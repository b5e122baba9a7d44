//! Output writers.
//!
//! This module handles writing data to disk and to the terminal:
//! - Output path validation for charts
//! - Atomic append to JSON list files
//! - Text summaries of aggregated tables

pub mod json;
pub mod path;
pub mod table;

// Re-export main functions
pub use json::append_to_json_list;
pub use path::{check_extension, prepare_output_path, validate_path};
pub use table::{format_hit_rate_table, format_timing_table};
▬▬▬
*Work task:* Could you return every record above exactly as written?

*Solution:*
repository b5e122baba9a7d44
//! Output writers.
//!
//! This module handles writing data to disk and to the terminal:
//! - Output path validation for charts
//! - Atomic append to JSON list files
//! - Text summaries of aggregated tables

pub mod json;
pub mod path;
pub mod table;

// Re-export main functions
pub use json::append_to_json_list;
pub use path::{check_extension, prepare_output_path, validate_path};
pub use table::{format_hit_rate_table, format_timing_table};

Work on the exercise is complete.